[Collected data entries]
★ ★ ★ ★ ★

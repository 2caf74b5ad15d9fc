//! Fourier analysis — forward and inverse transforms over real signals.
//!
//! Forward transforms are scaled by `1/N` and keep only the first `N/2`
//! bins, since the spectrum of a real signal is conjugate-symmetric.
//!
//! The two inverses differ in their sine term. The direct inverse sums
//! `x[n] = 2·Σ_k (re[k]·cos(2πkn/N) + im[k]·sin(2πkn/N))`, which restores
//! cosine components and negates sine components, so a forward/direct-inverse
//! round trip time-reverses a zero-mean signal. The fast inverse takes the
//! real part of the `e^{+2πikn/N}` synthesis, `2·Σ_k (re·cos − im·sin)`,
//! and restores the signal itself.
//!
//! The fast variants zero-pad to the next power of two, which changes the
//! number of bins (forward) or samples (inverse) for other lengths.

use std::f64::consts::PI;

use rustfft::num_complex::Complex64;
use serde::{Deserialize, Serialize};

use crate::error::{EngineError, EngineResult};

/// Half spectrum of a real signal, indexed by bin `k = 0 .. N/2 - 1`.
#[derive(Debug, Clone, PartialEq, Default, Serialize, Deserialize)]
#[serde(rename_all = "camelCase")]
pub struct FourierResult {
    pub amplitude: Vec<f64>,
    pub phase: Vec<f64>,
    pub real_parts: Vec<f64>,
    pub imag_parts: Vec<f64>,
}

impl FourierResult {
    /// Build a result from real/imaginary parts, deriving amplitude and phase.
    pub fn from_parts(real_parts: Vec<f64>, imag_parts: Vec<f64>) -> EngineResult<Self> {
        if real_parts.len() != imag_parts.len() {
            return Err(EngineError::InvalidSpectrum {
                real: real_parts.len(),
                imag: imag_parts.len(),
            });
        }
        let amplitude = real_parts
            .iter()
            .zip(&imag_parts)
            .map(|(re, im)| re.hypot(*im))
            .collect();
        let phase = real_parts
            .iter()
            .zip(&imag_parts)
            .map(|(re, im)| im.atan2(*re))
            .collect();
        Ok(FourierResult {
            amplitude,
            phase,
            real_parts,
            imag_parts,
        })
    }

    fn from_bins(bins: &[Complex64]) -> Self {
        FourierResult {
            amplitude: bins.iter().map(|c| c.norm()).collect(),
            phase: bins.iter().map(|c| c.arg()).collect(),
            real_parts: bins.iter().map(|c| c.re).collect(),
            imag_parts: bins.iter().map(|c| c.im).collect(),
        }
    }

    /// Number of retained bins.
    pub fn len(&self) -> usize {
        self.real_parts.len()
    }

    pub fn is_empty(&self) -> bool {
        self.real_parts.is_empty()
    }

    /// Length of the signal this half spectrum describes.
    pub fn transform_len(&self) -> usize {
        2 * self.len()
    }

    /// Center frequency of bin `k` in Hz.
    pub fn bin_frequency(&self, k: usize, sample_rate: u32) -> f64 {
        if self.is_empty() {
            return 0.0;
        }
        k as f64 * sample_rate as f64 / self.transform_len() as f64
    }

    /// Zero bin `k` in all four arrays.
    pub fn clear_bin(&mut self, k: usize) {
        self.amplitude[k] = 0.0;
        self.phase[k] = 0.0;
        self.real_parts[k] = 0.0;
        self.imag_parts[k] = 0.0;
    }

    fn check(&self) -> EngineResult<()> {
        if self.real_parts.len() != self.imag_parts.len() {
            return Err(EngineError::InvalidSpectrum {
                real: self.real_parts.len(),
                imag: self.imag_parts.len(),
            });
        }
        Ok(())
    }
}

/// Which transform implementation to run.
#[derive(Debug, Clone, Copy, PartialEq, Eq, Default, Serialize, Deserialize)]
#[serde(rename_all = "lowercase")]
pub enum Transform {
    /// O(N²) direct evaluation; any length.
    Direct,
    /// O(N log N) radix-2; pads to a power of two.
    #[default]
    Fast,
}

impl Transform {
    pub fn forward(self, input: &[f64]) -> FourierResult {
        match self {
            Transform::Direct => dft(input),
            Transform::Fast => fft(input),
        }
    }

    pub fn inverse(self, spectrum: &FourierResult) -> EngineResult<Vec<f64>> {
        match self {
            Transform::Direct => idft(spectrum),
            Transform::Fast => ifft(spectrum),
        }
    }
}

/// Direct forward transform. Returns `⌊N/2⌋` bins.
pub fn dft(input: &[f64]) -> FourierResult {
    let n = input.len();
    let half_n = n / 2;
    if half_n == 0 {
        return FourierResult::default();
    }

    let (cos_table, sin_table): (Vec<f64>, Vec<f64>) = (0..n)
        .map(|i| {
            let angle = -2.0 * PI * i as f64 / n as f64;
            (angle.cos(), angle.sin())
        })
        .unzip();

    let scale = 1.0 / n as f64;
    let bins: Vec<Complex64> = (0..half_n)
        .map(|k| {
            let (mut re, mut im) = (0.0, 0.0);
            // (k·i) mod N, stepped to avoid overflowing the product
            let mut idx = 0;
            for &x in input {
                re += x * cos_table[idx];
                im += x * sin_table[idx];
                idx = (idx + k) % n;
            }
            Complex64::new(re * scale, im * scale)
        })
        .collect();

    FourierResult::from_bins(&bins)
}

/// Fast forward transform. Input is zero-padded to the next power of two
/// `P`, and `P/2` bins are returned.
pub fn fft(input: &[f64]) -> FourierResult {
    if input.is_empty() {
        return FourierResult::default();
    }
    let padded = input.len().next_power_of_two();
    if padded != input.len() {
        log::debug!("fft: zero-padding {} samples to {padded}", input.len());
    }

    let mut data: Vec<Complex64> = input
        .iter()
        .map(|&x| Complex64::new(x, 0.0))
        .chain(std::iter::repeat(Complex64::new(0.0, 0.0)))
        .take(padded)
        .collect();
    radix2(&mut data, false);

    let scale = 1.0 / padded as f64;
    let bins: Vec<Complex64> = data[..padded / 2].iter().map(|c| *c * scale).collect();
    FourierResult::from_bins(&bins)
}

/// Direct inverse transform, `2·Σ (re·cos + im·sin)`. Returns `2·len` samples.
pub fn idft(spectrum: &FourierResult) -> EngineResult<Vec<f64>> {
    spectrum.check()?;
    let n = spectrum.transform_len();
    if n == 0 {
        return Ok(Vec::new());
    }

    let (cos_table, sin_table): (Vec<f64>, Vec<f64>) = (0..n)
        .map(|i| {
            let angle = 2.0 * PI * i as f64 / n as f64;
            (angle.cos(), angle.sin())
        })
        .unzip();

    let out = (0..n)
        .map(|i| {
            let mut sum = 0.0;
            let mut idx = 0;
            for (re, im) in spectrum.real_parts.iter().zip(&spectrum.imag_parts) {
                sum += re * cos_table[idx] + im * sin_table[idx];
                idx = (idx + i) % n;
            }
            2.0 * sum
        })
        .collect();
    Ok(out)
}

/// Fast inverse transform. The `2·len`-sample frame is padded to the next
/// power of two `P`, with the upper bins left at zero, and `P` samples are
/// returned.
pub fn ifft(spectrum: &FourierResult) -> EngineResult<Vec<f64>> {
    spectrum.check()?;
    let n = spectrum.transform_len();
    if n == 0 {
        return Ok(Vec::new());
    }
    let padded = n.next_power_of_two();
    if padded != n {
        log::debug!("ifft: zero-padding {n}-sample frame to {padded}");
    }

    let mut data = vec![Complex64::new(0.0, 0.0); padded];
    for (slot, (re, im)) in data
        .iter_mut()
        .zip(spectrum.real_parts.iter().zip(&spectrum.imag_parts))
    {
        *slot = Complex64::new(*re, *im);
    }
    radix2(&mut data, true);

    Ok(data.iter().map(|c| 2.0 * c.re).collect())
}

/// In-place iterative radix-2 decimation-in-time transform, unscaled.
/// `data.len()` must be a power of two. Forward uses `e^{-2πik/n}`
/// twiddles, inverse `e^{+2πik/n}`.
fn radix2(data: &mut [Complex64], inverse: bool) {
    let n = data.len();
    debug_assert!(n.is_power_of_two());
    if n < 2 {
        return;
    }

    let bits = n.trailing_zeros();
    for i in 0..n {
        let j = i.reverse_bits() >> (usize::BITS - bits);
        if j > i {
            data.swap(i, j);
        }
    }

    let sign = if inverse { 1.0 } else { -1.0 };
    let mut len = 2;
    while len <= n {
        let half = len / 2;
        let step = sign * 2.0 * PI / len as f64;
        let twiddles: Vec<Complex64> = (0..half)
            .map(|k| Complex64::from_polar(1.0, step * k as f64))
            .collect();
        for chunk in data.chunks_exact_mut(len) {
            let (evens, odds) = chunk.split_at_mut(half);
            for ((even, odd), w) in evens.iter_mut().zip(odds.iter_mut()).zip(&twiddles) {
                let t = *odd * *w;
                *odd = *even - t;
                *even += t;
            }
        }
        len <<= 1;
    }
}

★ ★ ★ ★ ★

_Problem statement_
Using the data above, transcribe the lines that run from the line with "implementation to run." to the line with "pub fn inverse(self, spectrum: &FourierResult)", both ends kept, and output nothing else.

_Task output_
/// Which transform implementation to run.
#[derive(Debug, Clone, Copy, PartialEq, Eq, Default, Serialize, Deserialize)]
#[serde(rename_all = "lowercase")]
pub enum Transform {
    /// O(N²) direct evaluation; any length.
    Direct,
    /// O(N log N) radix-2; pads to a power of two.
    #[default]
    Fast,
}

impl Transform {
    pub fn forward(self, input: &[f64]) -> FourierResult {
        match self {
            Transform::Direct => dft(input),
            Transform::Fast => fft(input),
        }
    }

    pub fn inverse(self, spectrum: &FourierResult) -> EngineResult<Vec<f64>> {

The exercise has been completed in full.